**What is being asked**. Copy each line of the data below in which the word "EnvFilter" can be found.

[Collected data entries]
------------

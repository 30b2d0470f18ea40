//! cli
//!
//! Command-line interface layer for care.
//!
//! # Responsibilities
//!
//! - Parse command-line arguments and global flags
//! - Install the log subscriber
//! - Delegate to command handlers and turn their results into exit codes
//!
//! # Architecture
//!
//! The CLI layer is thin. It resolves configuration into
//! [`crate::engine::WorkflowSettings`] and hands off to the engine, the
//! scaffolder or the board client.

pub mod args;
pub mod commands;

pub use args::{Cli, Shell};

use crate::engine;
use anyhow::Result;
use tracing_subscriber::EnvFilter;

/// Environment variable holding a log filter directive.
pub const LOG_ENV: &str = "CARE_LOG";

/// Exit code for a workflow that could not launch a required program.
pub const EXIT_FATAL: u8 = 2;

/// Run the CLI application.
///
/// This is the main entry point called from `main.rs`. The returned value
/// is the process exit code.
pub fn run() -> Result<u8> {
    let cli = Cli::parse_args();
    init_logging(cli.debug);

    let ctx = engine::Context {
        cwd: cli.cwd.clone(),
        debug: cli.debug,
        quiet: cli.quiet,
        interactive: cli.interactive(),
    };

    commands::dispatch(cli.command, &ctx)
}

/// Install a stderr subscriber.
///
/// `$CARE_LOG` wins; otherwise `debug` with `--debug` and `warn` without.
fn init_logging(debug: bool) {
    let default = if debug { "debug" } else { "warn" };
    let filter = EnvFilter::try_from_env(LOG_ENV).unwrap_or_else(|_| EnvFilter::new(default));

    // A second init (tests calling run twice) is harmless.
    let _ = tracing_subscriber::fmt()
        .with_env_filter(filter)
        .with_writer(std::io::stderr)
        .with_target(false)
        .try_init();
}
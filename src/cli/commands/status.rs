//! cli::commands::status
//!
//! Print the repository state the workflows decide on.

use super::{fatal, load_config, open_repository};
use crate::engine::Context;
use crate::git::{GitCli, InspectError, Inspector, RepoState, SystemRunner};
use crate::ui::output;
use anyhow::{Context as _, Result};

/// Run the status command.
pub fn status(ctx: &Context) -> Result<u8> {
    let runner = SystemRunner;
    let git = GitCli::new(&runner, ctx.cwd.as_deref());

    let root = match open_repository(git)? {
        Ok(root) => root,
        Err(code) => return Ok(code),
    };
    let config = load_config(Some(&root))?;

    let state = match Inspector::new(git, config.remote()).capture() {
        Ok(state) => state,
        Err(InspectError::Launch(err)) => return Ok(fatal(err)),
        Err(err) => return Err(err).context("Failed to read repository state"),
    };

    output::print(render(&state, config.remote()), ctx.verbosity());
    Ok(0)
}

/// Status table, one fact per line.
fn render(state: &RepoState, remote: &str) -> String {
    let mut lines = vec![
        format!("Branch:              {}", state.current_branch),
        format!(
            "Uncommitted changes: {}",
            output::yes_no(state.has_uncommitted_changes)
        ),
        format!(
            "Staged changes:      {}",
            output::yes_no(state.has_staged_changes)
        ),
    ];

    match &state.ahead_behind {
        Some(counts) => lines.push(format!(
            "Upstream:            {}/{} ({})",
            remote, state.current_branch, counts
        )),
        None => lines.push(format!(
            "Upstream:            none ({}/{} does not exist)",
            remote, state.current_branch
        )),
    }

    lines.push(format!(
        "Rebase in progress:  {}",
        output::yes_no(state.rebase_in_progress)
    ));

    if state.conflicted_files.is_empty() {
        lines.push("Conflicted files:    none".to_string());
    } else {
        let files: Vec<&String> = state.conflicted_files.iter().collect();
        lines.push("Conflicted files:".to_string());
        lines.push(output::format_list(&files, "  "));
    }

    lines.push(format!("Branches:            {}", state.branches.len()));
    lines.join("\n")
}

------------

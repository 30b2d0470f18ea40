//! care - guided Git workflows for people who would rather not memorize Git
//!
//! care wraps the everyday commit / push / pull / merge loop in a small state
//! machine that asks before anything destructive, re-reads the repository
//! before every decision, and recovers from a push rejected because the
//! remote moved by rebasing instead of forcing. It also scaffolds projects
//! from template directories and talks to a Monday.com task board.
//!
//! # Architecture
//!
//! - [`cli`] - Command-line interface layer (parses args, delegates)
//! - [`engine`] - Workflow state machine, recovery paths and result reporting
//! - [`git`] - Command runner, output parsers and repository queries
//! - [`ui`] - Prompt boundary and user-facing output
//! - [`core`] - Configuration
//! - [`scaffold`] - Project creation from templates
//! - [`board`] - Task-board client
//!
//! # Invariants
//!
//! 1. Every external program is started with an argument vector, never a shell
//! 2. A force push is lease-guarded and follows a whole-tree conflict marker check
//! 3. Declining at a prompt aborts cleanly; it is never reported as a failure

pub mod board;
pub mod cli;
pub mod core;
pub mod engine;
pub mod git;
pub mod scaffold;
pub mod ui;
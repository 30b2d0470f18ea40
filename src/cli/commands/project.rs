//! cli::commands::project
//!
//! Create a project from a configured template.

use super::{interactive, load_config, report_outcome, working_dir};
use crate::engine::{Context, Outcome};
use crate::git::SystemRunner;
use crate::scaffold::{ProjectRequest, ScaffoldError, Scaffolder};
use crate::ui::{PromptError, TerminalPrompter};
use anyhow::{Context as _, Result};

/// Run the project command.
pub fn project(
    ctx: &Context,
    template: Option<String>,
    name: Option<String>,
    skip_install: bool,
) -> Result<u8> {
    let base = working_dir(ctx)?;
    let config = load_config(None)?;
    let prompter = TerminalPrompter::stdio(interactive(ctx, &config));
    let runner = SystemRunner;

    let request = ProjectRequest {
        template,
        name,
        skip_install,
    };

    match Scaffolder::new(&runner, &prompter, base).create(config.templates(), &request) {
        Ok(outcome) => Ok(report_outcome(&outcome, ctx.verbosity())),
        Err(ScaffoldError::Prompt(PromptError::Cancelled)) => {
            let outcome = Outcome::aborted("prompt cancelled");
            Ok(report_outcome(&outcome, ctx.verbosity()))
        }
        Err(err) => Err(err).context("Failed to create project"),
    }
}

------------

**Reply to the exercise**.
use tracing_subscriber::EnvFilter;
    let filter = EnvFilter::try_from_env(LOG_ENV).unwrap_or_else(|_| EnvFilter::new(default));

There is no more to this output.